When dealing with a function of multiple variables (like \(z = f(x, y)\)), a partial derivative measures the rate of change of the function's output with respect to just one of the input variables, while holding all other input variables constant.
Think of standing on a hillside (surface \(z=f(x,y)\)). The partial derivative with respect to \(x\) tells you how steep the hill is if you walk only in the x-direction (East-West). The partial derivative with respect to \(y\) tells you the steepness if you walk only in the y-direction (North-South).
For a function \(z = f(x_1, x_2, ..., x_n)\), the partial derivative of \(f\) with respect to the variable \(x_i\) at a point \((a_1, ..., a_n)\) is found by treating all variables except \(x_i\) as constants and taking the ordinary derivative with respect to \(x_i\).
Notation:
\(\frac{\partial f}{\partial x_i}\) (Leibniz-style, "del f del x_i") - Most common.
\(f_{x_i}(x_1, ..., x_n)\) or \(D_i f\) (Subscript notation).

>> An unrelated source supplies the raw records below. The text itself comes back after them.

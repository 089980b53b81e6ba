//! Resilience subsystem.
//!
//! # Data Flow
//! ```text
//! Request admitted by the rate limiter:
//!     → circuit_breaker.rs (admission check for METHOD:path)
//!     → handler runs
//!     → circuit_breaker.rs (record success / server error / exception)
//! ```
//!
//! # Design Decisions
//! - One breaker per literal route string, created on first use
//! - Breakers age out of the registry when a route goes quiet
//! - Recording never changes the response the caller receives

pub mod circuit_breaker;

pub use circuit_breaker::{
    route_key, Admission, BreakerSnapshot, CircuitBreaker, CircuitBreakers, CircuitState, Outcome,
};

Limit Definition (for \(f(x, y)\) w.r.t \(x\) at \((a, b)\)):
$$ \frac{\partial f}{\partial x}(a, b) = \lim_{h \to 0} \frac{f(a+h, b) - f(a, b)}{h} $$
(Notice only \(x\) changes by \(h\), \(y\) stays fixed at \(b\)).
For \(z = f(x, y)\), \(\partial f / \partial x\) at point \((a, b)\) is the slope of the curve formed by intersecting the surface \(z=f(x,y)\) with the plane \(y=b\), evaluated at \(x=a\). It's the slope parallel to the xz-plane.

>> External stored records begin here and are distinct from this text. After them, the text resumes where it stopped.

//! Lifecycle management subsystem.
//!
//! # Data Flow
//! ```text
//! Shutdown (shutdown.rs):
//!     Trigger → listeners stop accepting → in-flight requests drain → exit
//!
//! Signals (signals.rs):
//!     SIGTERM/SIGINT → trigger graceful shutdown
//! ```
//!
//! # Design Decisions
//! - One coordinator per process; every server and background task
//!   subscribes to it
//! - Late subscribers still observe an earlier trigger

pub mod shutdown;
pub mod signals;

pub use shutdown::{Shutdown, ShutdownSignal};
pub use signals::shutdown_signal;
//! Access log middleware.
//!
//! Runs outside the protective layers so rejected requests are logged with
//! their real status and timing.

use axum::{
    body::Body,
    extract::ConnectInfo,
    http::{HeaderValue, Request},
    middleware::Next,
    response::Response,
};
use std::net::SocketAddr;
use std::time::Instant;

use crate::http::request::request_id;
use crate::http::response::X_PROCESS_TIME;
use crate::observability::metrics;
use crate::security::ClientIdentity;

pub async fn access_log_middleware(req: Request<Body>, next: Next) -> Response {
    let start = Instant::now();
    let method = req.method().clone();
    let path = req.uri().path().to_string();
    let request_id = request_id(&req).unwrap_or("-").to_string();
    let client = req
        .extensions()
        .get::<ClientIdentity>()
        .map(|id| format!("user:{}", id.as_str()))
        .or_else(|| {
            req.extensions()
                .get::<ConnectInfo<SocketAddr>>()
                .map(|ConnectInfo(addr)| addr.ip().to_string())
        })
        .unwrap_or_else(|| "unknown".to_string());

    let mut response = next.run(req).await;

    let elapsed = start.elapsed();
    let status = response.status().as_u16();
    if let Ok(value) = HeaderValue::from_str(&format!("{:.6}", elapsed.as_secs_f64())) {
        response.headers_mut().insert(X_PROCESS_TIME, value);
    }

    tracing::info!(
        request_id = %request_id,
        method = %method,
        path = %path,
        status,
        latency_ms = elapsed.as_millis() as u64,
        client = %client,
        "Request completed"
    );
    metrics::record_request(method.as_str(), status, start);

    response
}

Similarly, \(\partial f / \partial y\) is the slope of the curve formed by intersecting the surface with the plane \(x=a\), evaluated at \(y=b\). It's the slope parallel to the yz-plane.
(Visual Idea: Excalidraw showing a surface with tangent lines drawn in the x and y directions at a point).
\(\frac{\partial^2 f}{\partial y \partial x} = \frac{\partial}{\partial y} \left(\frac{\partial f}{\partial x}\right)\) (Differentiate w.r.t. \(x\) first, then \(y\))
\(\frac{\partial^2 f}{\partial x \partial y} = \frac{\partial}{\partial x} \left(\frac{\partial f}{\partial y}\right)\) (Differentiate w.r.t. \(y\) first, then \(x\))
Clairaut's Theorem (Equality of Mixed Partials): If the second partial derivatives are continuous in a region, then the order of differentiation doesn't matter: \(\frac{\partial^2 f}{\partial y \partial x} = \frac{\partial^2 f}{\partial x \partial y}\).
Gradient: The gradient of a multivariable function is a vector containing all of its first-order partial derivatives. \(\nabla f = \left[ \frac{\partial f}{\partial x_1}, \frac{\partial f}{\partial x_2}, ..., \frac{\partial f}{\partial x_n} \right]^T\). This vector points in the direction of the function's steepest ascent.
Gradient Descent & Optimization: Partial derivatives are essential for finding the gradient of the loss function with respect to model parameters. Gradient descent uses this gradient to update parameters. \(w_i \leftarrow w_i - \eta \frac{\partial \text{Loss}}{\partial w_i}\) (where \(\eta\) is learning rate).
Directional Derivatives: Measures the rate of change in any direction (not just parallel to axes), calculated using partial derivatives and the direction vector.
Hessian Matrix: A square matrix of all second-order partial derivatives. Used in second-order optimization methods and analyzing concavity/convexity.
Jacobian Matrix: Generalizes the gradient to vector-valued functions (functions with multiple outputs). Its entries are partial derivatives.
Partial Derivative (\(\partial f / \partial x_i\)) measures the rate of change of a multivariable function \(f\) with respect to one variable \(x_i\), holding others constant.
Calculated using standard differentiation rules, treating other variables as constants.
Geometrically, represents the slope of the function's surface in the direction parallel to an axis.
The components of the crucial Gradient vector (\(\nabla f\)) are the partial derivatives.
Essential for multivariable optimization (Gradient Descent) in ML/AI.